> Work instructions
In the records below, find every line that contains "BlobStorageHealthCheck" and list it.

[Saved data entries]
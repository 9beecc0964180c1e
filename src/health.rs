//! Health checks for storage accounts
//!
//! A [`HealthChecksBuilder`] collects named registrations, each wrapping a
//! [`HealthCheck`] with the status to report on failure, free-form tags and an
//! optional timeout. [`HealthChecksBuilder::run`] executes them all and folds
//! the results into a [`HealthReport`].

use crate::client::{ClientOptions, DefaultClientFactory, StorageClient};
use crate::config::AzureBlobStorageOptions;
use crate::error::{Result, StorageError};
use async_trait::async_trait;
use futures::future::join_all;
use futures::StreamExt;
use serde::Serialize;
use std::fmt;
use std::sync::Arc;
use std::time::{Duration, Instant};
use tabled::Tabled;
use tracing::{debug, warn};

/// Registration name used when none is given
pub const DEFAULT_BLOB_STORAGE_CHECK_NAME: &str = "azurestorage";

/// Outcome of a check, ordered from worst to best
#[derive(Debug, Clone, Copy, PartialEq, Eq, PartialOrd, Ord, Hash, Serialize)]
pub enum HealthStatus {
    Unhealthy,
    Degraded,
    Healthy,
}

impl fmt::Display for HealthStatus {
    fn fmt(&self, f: &mut fmt::Formatter<'_>) -> fmt::Result {
        let s = match self {
            HealthStatus::Unhealthy => "Unhealthy",
            HealthStatus::Degraded => "Degraded",
            HealthStatus::Healthy => "Healthy",
        };
        f.write_str(s)
    }
}

#[derive(Debug, Clone, PartialEq, Eq)]
pub struct HealthCheckResult {
    pub status: HealthStatus,
    pub description: Option<String>,
}

impl HealthCheckResult {
    pub fn healthy() -> Self {
        Self {
            status: HealthStatus::Healthy,
            description: None,
        }
    }

    pub fn unhealthy<S: Into<String>>(description: S) -> Self {
        Self {
            status: HealthStatus::Unhealthy,
            description: Some(description.into()),
        }
    }
}

#[async_trait]
pub trait HealthCheck: Send + Sync {
    async fn check(&self) -> HealthCheckResult;
}

/// Probes a storage account, or one container in it
pub struct BlobStorageHealthCheck {
    client: Arc<dyn StorageClient>,
    container_name: Option<String>,
}

impl BlobStorageHealthCheck {
    pub fn new(client: Arc<dyn StorageClient>, container_name: Option<String>) -> Self {
        Self {
            client,
            container_name,
        }
    }

    /// Check against the account in `options`, with SDK retries disabled
    pub fn from_options(
        options: &AzureBlobStorageOptions,
        container_name: Option<String>,
    ) -> Result<Self> {
        let factory = DefaultClientFactory::new(options.clone());
        let client = factory.client_with(&ClientOptions {
            disable_retries: true,
        })?;
        Ok(Self::new(client, container_name))
    }
}

#[async_trait]
impl HealthCheck for BlobStorageHealthCheck {
    async fn check(&self) -> HealthCheckResult {
        match &self.container_name {
            Some(container) => match self.client.container_exists(container).await {
                Ok(true) => HealthCheckResult::healthy(),
                Ok(false) => {
                    HealthCheckResult::unhealthy(format!("Container '{container}' does not exist"))
                }
                Err(e) => HealthCheckResult::unhealthy(e.to_string()),
            },
            None => {
                // Any answer to a listing proves the account is reachable
                let mut containers = self.client.list_containers();
                match containers.next().await {
                    Some(Err(e)) => HealthCheckResult::unhealthy(e.to_string()),
                    _ => HealthCheckResult::healthy(),
                }
            }
        }
    }
}

/// A named check plus how to report it
#[derive(Clone)]
pub struct HealthCheckRegistration {
    pub name: String,
    pub check: Arc<dyn HealthCheck>,
    pub failure_status: HealthStatus,
    pub tags: Vec<String>,
    pub timeout: Option<Duration>,
}

impl fmt::Debug for HealthCheckRegistration {
    fn fmt(&self, f: &mut fmt::Formatter<'_>) -> fmt::Result {
        f.debug_struct("HealthCheckRegistration")
            .field("name", &self.name)
            .field("failure_status", &self.failure_status)
            .field("tags", &self.tags)
            .field("timeout", &self.timeout)
            .finish()
    }
}

#[derive(Debug, Clone, Serialize, Tabled)]
pub struct HealthReportEntry {
    #[tabled(rename = "Name")]
    pub name: String,
    #[tabled(rename = "Status")]
    pub status: HealthStatus,
    #[tabled(rename = "Description", display_with = "display_description")]
    pub description: Option<String>,
    #[tabled(rename = "Duration (ms)")]
    pub duration_ms: u128,
    #[tabled(rename = "Tags", display_with = "display_tags")]
    pub tags: Vec<String>,
}

fn display_description(description: &Option<String>) -> String {
    description.clone().unwrap_or_default()
}

fn display_tags(tags: &[String]) -> String {
    tags.join(", ")
}

#[derive(Debug, Clone, Serialize)]
pub struct HealthReport {
    /// Worst status among the entries
    pub status: HealthStatus,
    pub entries: Vec<HealthReportEntry>,
    pub total_duration_ms: u128,
}

impl HealthReport {
    pub fn entry(&self, name: &str) -> Option<&HealthReportEntry> {
        self.entries.iter().find(|entry| entry.name == name)
    }
}

#[derive(Debug, Clone, Default)]
pub struct HealthChecksBuilder {
    registrations: Vec<HealthCheckRegistration>,
}

impl HealthChecksBuilder {
    pub fn new() -> Self {
        Self::default()
    }

    pub fn add(&mut self, registration: HealthCheckRegistration) -> &mut Self {
        self.registrations.push(registration);
        self
    }

    /// Register a check failing as `Unhealthy`, untagged, without timeout
    pub fn add_check<S: Into<String>>(&mut self, name: S, check: Arc<dyn HealthCheck>) -> &mut Self {
        self.add(HealthCheckRegistration {
            name: name.into(),
            check,
            failure_status: HealthStatus::Unhealthy,
            tags: Vec::new(),
            timeout: None,
        })
    }

    /// Register a storage account check
    ///
    /// `name` defaults to [`DEFAULT_BLOB_STORAGE_CHECK_NAME`] and
    /// `failure_status` to [`HealthStatus::Unhealthy`]. Without a container
    /// the check only proves the account answers.
    pub fn add_blob_storage(
        &mut self,
        options: &AzureBlobStorageOptions,
        container_name: Option<&str>,
        name: Option<&str>,
        failure_status: Option<HealthStatus>,
        tags: Vec<String>,
        timeout: Option<Duration>,
    ) -> Result<&mut Self> {
        let check =
            BlobStorageHealthCheck::from_options(options, container_name.map(str::to_string))?;

        Ok(self.add(HealthCheckRegistration {
            name: name.unwrap_or(DEFAULT_BLOB_STORAGE_CHECK_NAME).to_string(),
            check: Arc::new(check),
            failure_status: failure_status.unwrap_or(HealthStatus::Unhealthy),
            tags,
            timeout,
        }))
    }

    pub fn registrations(&self) -> &[HealthCheckRegistration] {
        &self.registrations
    }

    /// Run every registered check concurrently
    pub async fn run(&self) -> HealthReport {
        let started = Instant::now();
        let entries = join_all(self.registrations.iter().map(run_registration)).await;

        let status = entries
            .iter()
            .map(|entry| entry.status)
            .min()
            .unwrap_or(HealthStatus::Healthy);

        HealthReport {
            status,
            entries,
            total_duration_ms: started.elapsed().as_millis(),
        }
    }
}

async fn run_registration(registration: &HealthCheckRegistration) -> HealthReportEntry {
    let started = Instant::now();

    let result = match registration.timeout {
        Some(timeout) => tokio::time::timeout(timeout, registration.check.check())
            .await
            .unwrap_or_else(|_| {
                HealthCheckResult::unhealthy(StorageError::Timeout(timeout).to_string())
            }),
        None => registration.check.check().await,
    };

    let status = if result.status == HealthStatus::Healthy {
        debug!(check = %registration.name, "Health check passed");
        HealthStatus::Healthy
    } else {
        warn!(
            check = %registration.name,
            description = ?result.description,
            "Health check failed"
        );
        registration.failure_status
    };

    HealthReportEntry {
        name: registration.name.clone(),
        status,
        description: result.description,
        duration_ms: started.elapsed().as_millis(),
        tags: registration.tags.clone(),
    }
}

#[cfg(test)]
mod tests {
    use super::*;
    use crate::client::MemoryStorageClient;

    struct SlowCheck;

    #[async_trait]
    impl HealthCheck for SlowCheck {
        async fn check(&self) -> HealthCheckResult {
            tokio::time::sleep(Duration::from_secs(5)).await;
            HealthCheckResult::healthy()
        }
    }

    #[tokio::test]
    async fn test_container_existence_check() {
        let memory = Arc::new(MemoryStorageClient::new("acct"));
        memory.create_container("present").await.unwrap();

        let present = BlobStorageHealthCheck::new(memory.clone(), Some("present".to_string()));
        assert_eq!(present.check().await.status, HealthStatus::Healthy);

        let missing = BlobStorageHealthCheck::new(memory.clone(), Some("missing".to_string()));
        let result = missing.check().await;
        assert_eq!(result.status, HealthStatus::Unhealthy);
        assert_eq!(
            result.description.as_deref(),
            Some("Container 'missing' does not exist")
        );

        let account = BlobStorageHealthCheck::new(memory, None);
        assert_eq!(account.check().await.status, HealthStatus::Healthy);
    }

    #[tokio::test]
    async fn test_failure_status_and_worst_overall() {
        let memory = Arc::new(MemoryStorageClient::new("acct"));
        let mut builder = HealthChecksBuilder::new();
        builder
            .add_check(
                "account",
                Arc::new(BlobStorageHealthCheck::new(memory.clone(), None)),
            )
            .add(HealthCheckRegistration {
                name: "uploads".to_string(),
                check: Arc::new(BlobStorageHealthCheck::new(memory, Some("uploads".to_string()))),
                failure_status: HealthStatus::Degraded,
                tags: vec!["storage".to_string()],
                timeout: None,
            });

        let report = builder.run().await;
        assert_eq!(report.entry("account").unwrap().status, HealthStatus::Healthy);
        assert_eq!(report.entry("uploads").unwrap().status, HealthStatus::Degraded);
        assert_eq!(report.entry("uploads").unwrap().tags, vec!["storage"]);
        assert_eq!(report.status, HealthStatus::Degraded);
    }

    #[tokio::test]
    async fn test_timeout_reports_failure_status() {
        let mut builder = HealthChecksBuilder::new();
        builder.add(HealthCheckRegistration {
            name: "slow".to_string(),
            check: Arc::new(SlowCheck),
            failure_status: HealthStatus::Unhealthy,
            tags: Vec::new(),
            timeout: Some(Duration::from_millis(50)),
        });

        let report = builder.run().await;
        let entry = report.entry("slow").unwrap();
        assert_eq!(entry.status, HealthStatus::Unhealthy);
        assert_eq!(entry.description.as_deref(), Some("Timed out after 50ms"));
    }

    #[test]
    fn test_add_blob_storage_defaults() {
        let options = AzureBlobStorageOptions::new(
            "DefaultEndpointsProtocol=https;AccountName=acct;AccountKey=a2V5;EndpointSuffix=core.windows.net",
        );
        let mut builder = HealthChecksBuilder::new();
        builder
            .add_blob_storage(&options, Some("uploads"), None, None, Vec::new(), None)
            .unwrap();

        let registration = &builder.registrations()[0];
        assert_eq!(registration.name, "azurestorage");
        assert_eq!(registration.failure_status, HealthStatus::Unhealthy);
        assert!(registration.timeout.is_none());

        assert!(HealthChecksBuilder::new()
            .add_blob_storage(
                &AzureBlobStorageOptions::default(),
                None,
                None,
                None,
                Vec::new(),
                None
            )
            .is_err());
    }

    #[test]
    fn test_empty_report_is_healthy() {
        let report = tokio_test::block_on(HealthChecksBuilder::new().run());
        assert_eq!(report.status, HealthStatus::Healthy);
        assert!(report.entries.is_empty());
    }
}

> Exercise response
pub struct BlobStorageHealthCheck {
impl BlobStorageHealthCheck {
impl HealthCheck for BlobStorageHealthCheck {
            BlobStorageHealthCheck::from_options(options, container_name.map(str::to_string))?;
        let present = BlobStorageHealthCheck::new(memory.clone(), Some("present".to_string()));
        let missing = BlobStorageHealthCheck::new(memory.clone(), Some("missing".to_string()));
        let account = BlobStorageHealthCheck::new(memory, None);
                Arc::new(BlobStorageHealthCheck::new(memory.clone(), None)),
                check: Arc::new(BlobStorageHealthCheck::new(memory, Some("uploads".to_string()))),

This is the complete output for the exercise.